Scanning Herculaneum Scrolls at Scale
This week, we quadrupled the library of scanned scrolls from Herculaneum
Before last week, along with our partners at EduceLab and Diamond Light Source, we had scanned and released five intact Herculaneum scrolls. This past week, we scanned twenty!
Scanning a scroll is a large coordinated effort that requires the collaboration of many partners. To scan twenty in a single session, we are building on years of foundational work from teams at EduceLab at the University of Kentucky, the Biblioteca Nazionale, the University of Naples Federico II, and Diamond Light Source, along with their unique mindset of openness that has enabled our progress to date.
Following recent strides in ink detection and virtual unrolling, we are on a mission to scan all 300 known scrolls. This week, we made substantial progress towards that goal.
The primary focus of our recent scan session at Diamond Light Source was to test the “productionization” of scanning scrolls. This session was months in the making, and required huge changes to the pipeline for scanning. Many stages in the preparation and scanning process, from the scroll photogrammetry to the 3D printed case design to the scan process itself, were significantly streamlined and automated.
These software improvements of course are only a part of the work required. Our papyrological team and the library staff of the Biblioteca Nazionale were critical to the success of this scaled effort. In addition to making the scrolls available, they also contributed excellent work with photogrammetry, mounting, transportation, and consultation on the content within. We are incredibly thankful to have them as partners.
Preparation
Scanning a scroll is a multi-step task that starts with a process known as photogrammetry. The scroll is placed on a rotating platform with a known scale, and images are captured as it rotates. This gives us the ability to create a 3D model of exactly the right size and shape to safely hold and transport a scroll.
Once we have accurate 3D models, we design and 3D print the form-fitting case in which the scroll, nestled in a blanket of Teflon Relic Wrap, will be placed. It will remain here for the entire transport and scanning process.

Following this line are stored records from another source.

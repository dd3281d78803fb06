//! End-to-end game scenarios driven through the public engine API.

use std::time::{Duration, Instant};

use parlor_game::{
    Coord, GameError, GameMove, GameRegistry, GameStatus, GameTimings, TickOutcome,
};

fn start(kind: &str) -> parlor_game::Game {
    let mut game = GameRegistry::standard()
        .create(kind, "alice", GameTimings::default())
        .expect("registered kind");
    game.join("bob").expect("second seat free");
    game
}

#[test]
fn test_tictactoe_top_row_alice_wins() {
    let now = Instant::now();
    let mut game = start("tictactoe");

    for (player, row, col) in [
        ("alice", 0, 0),
        ("bob", 1, 1),
        ("alice", 0, 1),
        ("bob", 1, 0),
        ("alice", 0, 2),
    ] {
        game.make_move(player, &GameMove::cell(row, col), now)
            .expect("legal move");
    }

    let snapshot = game.snapshot();
    assert_eq!(snapshot.status, GameStatus::Finished);
    assert_eq!(snapshot.winner.as_deref(), Some("alice"));
    assert_eq!(snapshot.board[0], vec![1, 1, 1]);
    assert!(snapshot.legal_moves.is_empty());
}

#[test]
fn test_tictactoe_move_after_finish_not_in_progress() {
    let now = Instant::now();
    let mut game = start("tictactoe");
    for (player, row, col) in [
        ("alice", 0, 0),
        ("bob", 1, 1),
        ("alice", 0, 1),
        ("bob", 1, 0),
        ("alice", 0, 2),
    ] {
        game.make_move(player, &GameMove::cell(row, col), now).unwrap();
    }

    let result = game.make_move("bob", &GameMove::cell(2, 2), now);
    assert_eq!(result, Err(GameError::NotInProgress));
    assert_eq!(game.winner(), Some("alice"));
}

#[test]
fn test_connect4_full_column_invalid_move_board_unchanged() {
    let now = Instant::now();
    let mut game = start("connect4");
    for i in 0..6 {
        let player = if i % 2 == 0 { "alice" } else { "bob" };
        game.make_move(player, &GameMove::cell(0, 2), now).unwrap();
    }
    let before = game.snapshot();

    let result = game.make_move("alice", &GameMove::cell(0, 2), now);

    assert_eq!(result, Err(GameError::IllegalMove("invalid move".into())));
    let after = game.snapshot();
    assert_eq!(after.board, before.board);
    assert_eq!(after.turn, before.turn);
}

#[test]
fn test_connect4_vertical_four_wins() {
    let now = Instant::now();
    let mut game = start("connect4");
    for _ in 0..3 {
        game.make_move("alice", &GameMove::cell(0, 0), now).unwrap();
        game.make_move("bob", &GameMove::cell(0, 1), now).unwrap();
    }
    game.make_move("alice", &GameMove::cell(0, 0), now).unwrap();

    assert_eq!(game.status(), GameStatus::Finished);
    assert_eq!(game.winner(), Some("alice"));
}

#[test]
fn test_reconnection_timeout_awards_remaining_player() {
    let start_at = Instant::now();
    let mut game = start("tictactoe");

    game.leave("bob", false, start_at).unwrap();
    assert_eq!(game.status(), GameStatus::Disconnected);

    let mut outcome = TickOutcome::Idle;
    for second in 1..=31 {
        outcome = game.tick(start_at + Duration::from_secs(second));
        if outcome != TickOutcome::Idle {
            break;
        }
    }

    assert_eq!(outcome, TickOutcome::Broadcast);
    assert_eq!(game.status(), GameStatus::Finished);
    assert_eq!(game.winner(), Some("alice"));
}

#[test]
fn test_reconnection_within_grace_resumes_board_and_turn() {
    let now = Instant::now();
    let mut game = start("connect4");
    game.make_move("alice", &GameMove::cell(0, 3), now).unwrap();
    let before = game.snapshot();

    game.leave("bob", false, now).unwrap();
    assert_eq!(
        game.make_move("bob", &GameMove::cell(0, 3), now),
        Err(GameError::NotInProgress)
    );
    assert_eq!(game.tick(now + Duration::from_secs(20)), TickOutcome::Idle);
    assert!(game.rejoin("bob"));

    let after = game.snapshot();
    assert_eq!(after.status, GameStatus::InProgress);
    assert_eq!(after.board, before.board);
    assert_eq!(after.turn.as_deref(), Some("bob"));
}

#[test]
fn test_finished_game_expires_after_cleanup_delay() {
    let now = Instant::now();
    let mut game = start("tictactoe");
    game.leave("alice", true, now).unwrap();

    assert_eq!(game.tick(now + Duration::from_secs(10)), TickOutcome::Idle);
    assert_eq!(game.tick(now + Duration::from_secs(11)), TickOutcome::Expired);
}

#[test]
fn test_chess_fools_mate_black_wins() {
    let now = Instant::now();
    let mut game = start("chess");
    let m = |from: (usize, usize), to: (usize, usize)| {
        GameMove::directed(Coord::new(from.0, from.1), Coord::new(to.0, to.1))
    };

    game.make_move("alice", &m((6, 5), (5, 5)), now).unwrap();
    game.make_move("bob", &m((1, 4), (3, 4)), now).unwrap();
    game.make_move("alice", &m((6, 6), (4, 6)), now).unwrap();
    game.make_move("bob", &m((0, 3), (4, 7)), now).unwrap();

    assert_eq!(game.status(), GameStatus::Finished);
    assert_eq!(game.winner(), Some("bob"));
}

#[test]
fn test_chess_wrong_colour_piece_rejected() {
    let now = Instant::now();
    let mut game = start("chess");
    let black_pawn = GameMove::directed(Coord::new(1, 4), Coord::new(3, 4));

    let result = game.make_move("alice", &black_pawn, now);

    assert_eq!(result, Err(GameError::IllegalMove("invalid move".into())));
    assert_eq!(game.current_player(), Some("alice"));
}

Once a scroll is wrapped and placed in a case, it moves to a larger Pelican case with foam cut outs to ensure it does not shift throughout transport. Stickers — carefully chosen by Federica and Giorgio — keep track of which case has which scrolls.
Scanning
Once transported to the facility, the individual scroll cases are carefully removed from their larger travel cases and allowed to settle in the vertical position before imaging. This is to prevent any shifting that may occur during the scanning process, which can take a number of hours.
During this time, the team received safety training by our wonderful beamline scientist Leigh, seen here on the left giving some equipment a stern look, lest it forget who the boss is.
The first step is of course to mount the scroll. The scroll is placed on the lab jack and securely fastened — Mike is explaining why the lab jack is necessary (detailed this below)
The Experiment Hutch, the lead-lined room in which the high energy x-rays that allow us to scan the scroll work their magic, is quite dangerous. To open the shutter and allow the beam to enter the room, the team must go through a multi-step search process to clear the room and close the door. A 30 second alarm sequence is triggered before the shutter can open.
With the shutter open and the beam on, the scanning can begin! The scroll, now on a rotating platform known as the “sample stage”, is scanned in “grids”. Because we have relatively large samples to be captured at high resolution in entirety, we employ a scanning technique that some staff on-site have begun to refer to as the “double-double” (otherwise known as a grid-scan).
The scroll height sometimes actually exceeds the vertical motor travel available, so we use a manual lab jack to scan tall scrolls in multiple parts.
The scroll is centered within the beam, rotated 180 degrees, then translated slightly off-center, lowered, and rotated another 180. In this way we create separate grids of slightly overlapping captures, stitched together to form our full projection. This process is the result of many hours of hard work from EduceLab’s Dr. Seth Parker in collaboration with DLS.
The result of the scan is a projection image of all the data in the plane of the beam. Though pretty, it requires one more step before it is useful for our final ink detection or segmentation tasks.
This is accomplished in the reconstruction process, using a technique called filtered back propagation, which seeks to find the values of voxels at specific locations within the scan data through some fancy applications of Fourier transforms along sliced projection data. After many months of work, a few technical issues at the beamline, and a ill-planned sleep schedule — we finally have our long-sought z-slices.
We’re still working on the reconstruction of all these scans. The image above was a test slice. This process will take some time, after which we will get this data out to our community as quickly we are able. We’d like to again thank our partners at Biblioteca Nazionale, Diamond Light Source, EduceLab, and of course our team and community. This won’t be our last scan session this year - having tested out the productionization, we are ready for more!
Nice, as a build123d contributor I am glad to see it used here. I hope it has been a pleasant experience!
Great news. You and your team's dedication of time and effort to this rescue of history and permanent contribution to humanity's self-knowledge is greatly appreciated by your many silent onlookers. Every update is appreciated, even of frustrating difficulties and the techiest of accomplishments.